Рейчел была в шоке, когда узнала, что беременна. В начале мы оба были поражены этой новостью, но даже тогда было ощущение, что это правильно, естественно и позволит нам смотреть в будущее с какой-то тихой уверенностью. Казалось, это решение — родить ребенка — было принято за нас какой-то Высшей силой, и все, что нам сейчас оставалось, это удержаться на гребне и наслаждаться ситуацией. Ну, возможно, Рейчел не сказала бы «наслаждаться»: в конце концов, это она испытывала странную тяжесть в движениях с того момента, как анализы подтвердили ее предположения; это она с тревогой смотрела в зеркало на свою фигуру по мере того, как стала прибавлять в весе; это ее застал я на кухне глухой августовской ночью всю в слезах под напором охвативших ее чувств — ужаса, печали и изнеможения; это ее рвало каждое утро с неизбежностью восхода; и это она сидела, приложив руку к животу, прислушиваясь к биению маленького сердца со страхом и благоговением, как будто могла расслышать, как медленно растет в ней новое живое существо.
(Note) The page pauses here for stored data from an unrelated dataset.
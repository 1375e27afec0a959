use chrono::Duration;
use cucumber::{given, then, when};
use school_payment_engine::{
    db_types::{NotificationLogEntry, PaymentStatus, ProcessingState},
    order_objects::TransactionQuery,
    webhook_objects::WebhookReceipt,
    PaymentEngineError,
};
use spg_common::Amount;

use crate::{
    cucumber::PaymentWorld,
    support::{t0, webhook_body, TestSystem},
};

#[given("a fresh install")]
async fn fresh_install(world: &mut PaymentWorld) {
    world.system = Some(TestSystem::new().await);
}

#[when(expr = "school {string} creates an order {word} for {int}")]
async fn create_order(world: &mut PaymentWorld, school_id: String, label: String, amount: i64) {
    let id = world.system().create_order(&school_id, amount).await;
    world.orders.insert(label, id);
}

async fn send_webhook(world: &mut PaymentWorld, reference: &str, status: &str, amount: i64, minute: i64) {
    let body = webhook_body(reference, status, amount, t0() + Duration::minutes(minute));
    let result = world.system().webhooks.ingest(&body, Some("127.0.0.1".into())).await;
    world.last_webhook = Some(result);
}

#[when(expr = "the gateway sends a {string} webhook for order {word} with amount {int} at minute {int}")]
async fn webhook(world: &mut PaymentWorld, status: String, label: String, amount: i64, minute: i64) {
    let reference = world.order(&label).to_string();
    send_webhook(world, &reference, &status, amount, minute).await;
}

#[when(expr = "the gateway sends a {string} webhook for order {word} with amount {int} at minute {int}, {int} times")]
async fn repeated_webhook(world: &mut PaymentWorld, status: String, label: String, amount: i64, minute: i64, n: u32) {
    let reference = world.order(&label).to_string();
    for _ in 0..n {
        send_webhook(world, &reference, &status, amount, minute).await;
    }
}

#[when(expr = "the gateway sends a {string} webhook for unknown order {string} with amount {int} at minute {int}")]
async fn unknown_webhook(world: &mut PaymentWorld, status: String, reference: String, amount: i64, minute: i64) {
    send_webhook(world, &reference, &status, amount, minute).await;
}

#[when(expr = "the gateway will report {string} for the next poll")]
async fn script_poll(world: &mut PaymentWorld, status: String) {
    world.system().gateway.push_status(&status);
}

#[when(expr = "I poll order {word} at minute {int}")]
async fn poll(world: &mut PaymentWorld, label: String, minute: i64) {
    let sys = world.system();
    sys.clock.set(t0() + Duration::minutes(minute));
    let id = world.order(&label);
    sys.poller.poll(id.as_str()).await.expect("Error polling order status");
}

fn last_webhook(world: &PaymentWorld) -> &Result<WebhookReceipt, PaymentEngineError> {
    world.last_webhook.as_ref().expect("No webhook has been sent")
}

#[then("the webhook is accepted")]
async fn webhook_accepted(world: &mut PaymentWorld) {
    let receipt = last_webhook(world).as_ref().expect("Webhook failed");
    assert!(receipt.accepted, "Webhook was not accepted: {:?}", receipt.reason);
}

#[then("the webhook is not accepted")]
async fn webhook_not_accepted(world: &mut PaymentWorld) {
    let receipt = last_webhook(world).as_ref().expect("Webhook failed");
    assert!(!receipt.accepted, "Webhook was accepted");
}

#[then("the webhook is rejected because the order was not found")]
async fn webhook_order_not_found(world: &mut PaymentWorld) {
    match last_webhook(world) {
        Err(PaymentEngineError::OrderNotFound(_)) => {},
        other => panic!("Expected an order-not-found error, got {other:?}"),
    }
}

#[then(expr = "order {word} has status {string}")]
async fn order_status(world: &mut PaymentWorld, label: String, status: String) {
    let expected = status.parse::<PaymentStatus>().expect("Not a valid status");
    let status = world.system().status(world.order(&label)).await;
    assert_eq!(status.status, expected);
}

#[then(expr = "order {word} has transaction amount {int}")]
async fn transaction_amount(world: &mut PaymentWorld, label: String, amount: i64) {
    let tx = world.system().transactions.transaction(world.order(&label)).await.expect("Transaction lookup failed");
    assert_eq!(tx.transaction_amount, Amount::from_major(amount));
}

#[then(expr = "order {word} has version {int}")]
async fn order_version(world: &mut PaymentWorld, label: String, version: i64) {
    let status = world.system().status(world.order(&label)).await;
    assert_eq!(status.version, version);
}

#[then(expr = "the notification log holds {int} failed notification(s) with reason {string}")]
async fn failed_notifications(world: &mut PaymentWorld, count: usize, reason: String) {
    let entries: Vec<NotificationLogEntry> = sqlx::query_as("SELECT * FROM notification_log")
        .fetch_all(world.system().db.pool())
        .await
        .expect("Error reading notification log");
    let failed = entries
        .iter()
        .filter(|e| e.processing_state == ProcessingState::Failed)
        .filter(|e| e.error_message.as_deref() == Some(reason.as_str()))
        .count();
    assert_eq!(failed, count);
}

#[then(expr = "there are {int} transactions")]
async fn transaction_count(world: &mut PaymentWorld, count: u64) {
    let page = world.system().transactions.transactions(&TransactionQuery::default()).await.expect("Query failed");
    assert_eq!(page.total, count);
}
Первый триместр был очень тяжелым для нее. А сейчас, к исходу второго, она обрела какую-то новую энергию в первых толчках своего малыша, в подтверждении того, что стало из возможности реальностью.
Пока я тихонько рассматривал ее, Рейчел яростно расправлялась с куском говядины, рядом на тарелке высились горки гарнира из картофеля, моркови и цуккини.
— Ты почему не ешь? — поинтересовалась она, сделав короткую передышку.
Я прикрыл тарелку ладонью:
— Вот собака!
Слева от меня взметнулась голова Уолта, короткая вспышка недоумения мелькнула у него в глазах.
— Да не ты, — приободрил я его, и пес снова завилял хвостом.
— Это из-за сегодняшнего звонка. Я права?
Я кивнул и начал ковырять вилкой еду, потом рассказал ей новости от Эллиота.
— У него проблемы, — завершил я. — И у каждого, кто встанет на его сторону против Эрла Ларуза, тоже будут проблемы.